En el entrevero elijo a uno o dos mientras me van arrinconando… Elijo morir

peleando. Elijo morir chuseado.

- “Refalosa, Refalosa

no te vas a refalar,

porque viene la Mazorca

y te puede degollar” …

- “Refalosa, Refalosa

Refalosa ya llegó

Venía buscando a un salvaje…” …

Pero ya lo encontró.

EL ALCALDE ‘TERERÉ’.

A la generación del ‘murito’ y ‘Alterarte’. Y a los inauditos personajes de los pueblos, que nacieron para no ser olvidados...

Cuentan que…

No. En realidad, yo lo viví, ahora que lo recuerdo más o menos bien.

Las contiendas políticas habían dividido tanto al pueblito que ya nadie sabía

quién era amigo de quién y enemigo de quién…

Por las dudas ya nadie saludaba tan cortésmente como antes, ni tomaba

demasiado en serio a la gente seria (sólo ocurría con Don Audelino, pero ya se

murió) ni reía demasiado las ocurrencias de los menos serios (como Macaco,

que tampoco está más). Sólo por las dudas, porque no se sabía si al mismísimo

otro día el respetado o el festejado se cambiaba de partido o de grupo, o creaba

un partido nuevo.

Yo lo investigué… Solo pudo llegarse a este punto porque un día el abuelo Panquelo se enojó con los de su centenario partido y dijo que haría uno nuevo… Nadie le creyó.

Pero a la semana se apareció con un desconocido de la capital con labia de

poeta que, en plena tertulia, lo presentó al viejo como el candidato del flamante

Partido de los Libres del Norte. Nadie conocía tal facción, pero el desconocido lo

resolvió con encendido discurso y buen vestir… Hasta se pusieron de pie

algunos, por descuido, para aplaudirlo al final, dejando el mate y la torta frita a

medio comer al costado del sillón.

Todo empeoró cuando el vecino de Panquelo, Don Chongo, no quiso ser menos

y -aunque nunca había participado en política- puso también su sabiduría de

setenta pirulos a consideración del electorado, de la noche a la mañana, antes

que su maltratado bazo le apurara la vida.

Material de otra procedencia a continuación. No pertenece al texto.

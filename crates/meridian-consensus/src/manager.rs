//! The multi-scope consensus manager: owns one scope per consensus group,
//! routes inbound messages by scope name, and is the entry point for client
//! queries.

use crate::config::ManagerConfig;
use crate::driver::{PhaseDriver, ProtocolDriver};
use crate::error::Result;
use crate::scope::Scope;
use crate::store::{DataStore, LogStore};
use crate::topology::Topology;
use crate::transport::Transport;
use crate::types::{Instruction, NodeId, Request, Response};

use std::sync::Arc;

use dashmap::DashMap;

pub struct Manager<S: DataStore> {
    config: ManagerConfig,
    topology: Arc<dyn Topology>,
    transport: Arc<dyn Transport>,
    log: Arc<dyn LogStore>,
    store: Arc<S>,
    driver: Arc<dyn PhaseDriver<S>>,
    scopes: DashMap<String, Arc<Scope<S>>>,
}

impl<S: DataStore> Manager<S> {
    pub fn new(
        config: ManagerConfig,
        topology: Arc<dyn Topology>,
        transport: Arc<dyn Transport>,
        log: Arc<dyn LogStore>,
        store: Arc<S>,
    ) -> Self {
        Self::with_driver(config, topology, transport, log, store, Arc::new(ProtocolDriver))
    }

    /// Builds a manager whose scopes run phases through the given driver.
    pub fn with_driver(
        config: ManagerConfig,
        topology: Arc<dyn Topology>,
        transport: Arc<dyn Transport>,
        log: Arc<dyn LogStore>,
        store: Arc<S>,
        driver: Arc<dyn PhaseDriver<S>>,
    ) -> Self {
        Self { config, topology, transport, log, store, driver, scopes: DashMap::new() }
    }

    #[inline]
    #[must_use]
    pub fn local_id(&self) -> NodeId {
        self.topology.local_id()
    }

    /// The scope with the given name, created on first use.
    pub fn scope(&self, name: &str) -> Arc<Scope<S>> {
        self.scopes
            .entry(name.to_owned())
            .or_insert_with(|| {
                Arc::new(Scope::new(
                    name.to_owned(),
                    self.config.clone(),
                    Arc::clone(&self.topology),
                    Arc::clone(&self.transport),
                    Arc::clone(&self.log),
                    Arc::clone(&self.store),
                    Arc::clone(&self.driver),
                ))
            })
            .clone()
    }

    /// Coordinates a client query against a scope. The local node becomes
    /// the command leader; call once per client query.
    pub async fn execute_query(
        &self,
        scope: &str,
        instructions: Vec<Instruction>,
    ) -> Result<Option<S::Value>> {
        self.scope(scope).execute_query(instructions).await
    }

    /// Dispatches an inbound replica-to-replica message.
    pub async fn handle_request(&self, request: Request) -> Result<Response> {
        let scope = self.scope(request.scope());
        match request {
            Request::PreAccept(msg) => {
                scope.handle_pre_accept(msg).await.map(Response::PreAccept)
            }
            Request::Accept(msg) => {
                scope.handle_accept(msg).await.map(Response::Accept) //
            }
            Request::Commit(msg) => {
                scope.handle_commit(msg).await.map(Response::Commit) //
            }
            Request::Prepare(msg) => {
                scope.handle_prepare(msg).await.map(Response::Prepare) //
            }
            Request::PrepareSuccessor(msg) => {
                scope.handle_prepare_successor(msg).await.map(Response::PrepareSuccessor)
            }
        }
    }
}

- “¿Por qué él sí y yo no?” … -, dicen que dijo, como único argumento durante

toda la campaña proselitista. Y nadie pudo refutarlo… tan desgastados estaban

los buenos argumentos y la credulidad ciudadana.

Y al poco tiempo se lanzó a la arena política también Doña Porota, convencida

por sus veinte hijos y su marido por sus dotes para discutir y educar. Y Don

Candia, al que le dijeron que sus muchos parientes significaban muchos votos.

Don Menso, el del floreciente almacén, una noche pensó -de puro distraído- en

cuántas bolsas podría regalar a los vecinos con la mercadería de segunda mano

que no lograba vender bien en su floreciente almacén; al otro día se transformó

en candidato.

Le siguió el dueño de la única pinturería del pueblo, la viuda dueña de la

panadería, el peluquero de la salida del pueblo (el otro, el de la entrada, no quería

saber de líos) y el hijo mayor del verdulero porque lo obligó su padre que era de

poco hablar y lo necesitaba…

Ni hablar del carnicero, con lo afectos al asado que eran los muchachos los

viernes en el truco, los sábados de casamiento y los domingos en familia.

No se animó a ser candidato Recio Picamante, el ‘invendible’, el árbitro más conocido del fútbol de sábado, cuando el pueblo se detenía porque había que ir

al partido y los quioscos estratégicamente abiertos frente a cada cancha

triplicaban la venta de bebidas, pero inexplicablemente disminuían las de

gaseosas…

Recio temía -y todos sabían- que, si accedía al poder, se acabarían los lucros de

demasiada gente, que volvería a la miseria.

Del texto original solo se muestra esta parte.